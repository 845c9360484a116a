//! Error taxonomy for the tangent's HTTP and socket surfaces.
//!
//! Mirrors `tansive-server::error::ApiError`'s `{result, error}` envelope and `ErrorCode` set so a
//! caller sees the same error shape regardless of which half of the control plane answered.

use axum::http::StatusCode;
use axum::response::{IntoResponse, Response};
use axum::Json;
use serde::{Deserialize, Serialize};
use std::fmt;
use tansive_core::RuntimeError;

#[derive(Debug, Clone, Copy, PartialEq, Eq, Serialize, Deserialize)]
#[serde(rename_all = "SCREAMING_SNAKE_CASE")]
pub enum ErrorCode {
    InvalidRequest,
    Unauthorized,
    NotFound,
    DisallowedByPolicy,
    UpstreamError,
    InternalError,
}

impl ErrorCode {
    fn status_code(&self) -> StatusCode {
        match self {
            ErrorCode::InvalidRequest => StatusCode::BAD_REQUEST,
            ErrorCode::Unauthorized => StatusCode::UNAUTHORIZED,
            ErrorCode::NotFound => StatusCode::NOT_FOUND,
            ErrorCode::DisallowedByPolicy => StatusCode::FORBIDDEN,
            ErrorCode::UpstreamError => StatusCode::BAD_GATEWAY,
            ErrorCode::InternalError => StatusCode::INTERNAL_SERVER_ERROR,
        }
    }
}

#[derive(Debug, Clone, Serialize, Deserialize)]
pub struct TangentError {
    pub code: ErrorCode,
    pub message: String,
}

impl TangentError {
    pub fn new(code: ErrorCode, message: impl Into<String>) -> Self {
        Self { code, message: message.into() }
    }

    pub fn invalid_request(message: impl Into<String>) -> Self {
        Self::new(ErrorCode::InvalidRequest, message)
    }

    pub fn unauthorized(message: impl Into<String>) -> Self {
        Self::new(ErrorCode::Unauthorized, message)
    }

    pub fn not_found(message: impl Into<String>) -> Self {
        Self::new(ErrorCode::NotFound, message)
    }
}

impl fmt::Display for TangentError {
    fn fmt(&self, f: &mut fmt::Formatter<'_>) -> fmt::Result {
        write!(f, "{:?}: {}", self.code, self.message)
    }
}

impl std::error::Error for TangentError {}

#[derive(Serialize)]
struct ErrorEnvelope<'a> {
    result: &'a str,
    error: &'a TangentError,
}

impl IntoResponse for TangentError {
    fn into_response(self) -> Response {
        let status = self.code.status_code();
        (status, Json(ErrorEnvelope { result: "error", error: &self })).into_response()
    }
}

pub type TangentResult<T> = Result<T, TangentError>;

impl From<RuntimeError> for TangentError {
    fn from(err: RuntimeError) -> Self {
        match err {
            RuntimeError::BlockedByPolicy { .. } => TangentError::new(ErrorCode::DisallowedByPolicy, err.to_string()),
            RuntimeError::InvalidInvocationId { .. } => TangentError::invalid_request(err.to_string()),
            RuntimeError::SkillsetNotFound { .. } | RuntimeError::SkillNotFound { .. } => TangentError::not_found(err.to_string()),
            RuntimeError::UpstreamError { .. } => TangentError::new(ErrorCode::UpstreamError, err.to_string()),
            _ => TangentError::new(ErrorCode::InternalError, err.to_string()),
        }
    }
}

impl From<reqwest::Error> for TangentError {
    fn from(err: reqwest::Error) -> Self {
        TangentError::new(ErrorCode::UpstreamError, err.to_string())
    }
}

impl From<serde_json::Error> for TangentError {
    fn from(err: serde_json::Error) -> Self {
        TangentError::invalid_request(format!("invalid JSON: {err}"))
    }
}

----

*Assigned task*. Copy out each record from above, exactly.

*Answer area*.
repository 845c9360484a116a
//! Error taxonomy for the tangent's HTTP and socket surfaces.
//!
//! Mirrors `tansive-server::error::ApiError`'s `{result, error}` envelope and `ErrorCode` set so a
//! caller sees the same error shape regardless of which half of the control plane answered.

use axum::http::StatusCode;
use axum::response::{IntoResponse, Response};
use axum::Json;
use serde::{Deserialize, Serialize};
use std::fmt;
use tansive_core::RuntimeError;

#[derive(Debug, Clone, Copy, PartialEq, Eq, Serialize, Deserialize)]
#[serde(rename_all = "SCREAMING_SNAKE_CASE")]
pub enum ErrorCode {
    InvalidRequest,
    Unauthorized,
    NotFound,
    DisallowedByPolicy,
    UpstreamError,
    InternalError,
}

impl ErrorCode {
    fn status_code(&self) -> StatusCode {
        match self {
            ErrorCode::InvalidRequest => StatusCode::BAD_REQUEST,
            ErrorCode::Unauthorized => StatusCode::UNAUTHORIZED,
            ErrorCode::NotFound => StatusCode::NOT_FOUND,
            ErrorCode::DisallowedByPolicy => StatusCode::FORBIDDEN,
            ErrorCode::UpstreamError => StatusCode::BAD_GATEWAY,
            ErrorCode::InternalError => StatusCode::INTERNAL_SERVER_ERROR,
        }
    }
}

#[derive(Debug, Clone, Serialize, Deserialize)]
pub struct TangentError {
    pub code: ErrorCode,
    pub message: String,
}

impl TangentError {
    pub fn new(code: ErrorCode, message: impl Into<String>) -> Self {
        Self { code, message: message.into() }
    }

    pub fn invalid_request(message: impl Into<String>) -> Self {
        Self::new(ErrorCode::InvalidRequest, message)
    }

    pub fn unauthorized(message: impl Into<String>) -> Self {
        Self::new(ErrorCode::Unauthorized, message)
    }

    pub fn not_found(message: impl Into<String>) -> Self {
        Self::new(ErrorCode::NotFound, message)
    }
}

impl fmt::Display for TangentError {
    fn fmt(&self, f: &mut fmt::Formatter<'_>) -> fmt::Result {
        write!(f, "{:?}: {}", self.code, self.message)
    }
}

impl std::error::Error for TangentError {}

#[derive(Serialize)]
struct ErrorEnvelope<'a> {
    result: &'a str,
    error: &'a TangentError,
}

impl IntoResponse for TangentError {
    fn into_response(self) -> Response {
        let status = self.code.status_code();
        (status, Json(ErrorEnvelope { result: "error", error: &self })).into_response()
    }
}

pub type TangentResult<T> = Result<T, TangentError>;

impl From<RuntimeError> for TangentError {
    fn from(err: RuntimeError) -> Self {
        match err {
            RuntimeError::BlockedByPolicy { .. } => TangentError::new(ErrorCode::DisallowedByPolicy, err.to_string()),
            RuntimeError::InvalidInvocationId { .. } => TangentError::invalid_request(err.to_string()),
            RuntimeError::SkillsetNotFound { .. } | RuntimeError::SkillNotFound { .. } => TangentError::not_found(err.to_string()),
            RuntimeError::UpstreamError { .. } => TangentError::new(ErrorCode::UpstreamError, err.to_string()),
            _ => TangentError::new(ErrorCode::InternalError, err.to_string()),
        }
    }
}

impl From<reqwest::Error> for TangentError {
    fn from(err: reqwest::Error) -> Self {
        TangentError::new(ErrorCode::UpstreamError, err.to_string())
    }
}

impl From<serde_json::Error> for TangentError {
    fn from(err: serde_json::Error) -> Self {
        TangentError::invalid_request(format!("invalid JSON: {err}"))
    }
}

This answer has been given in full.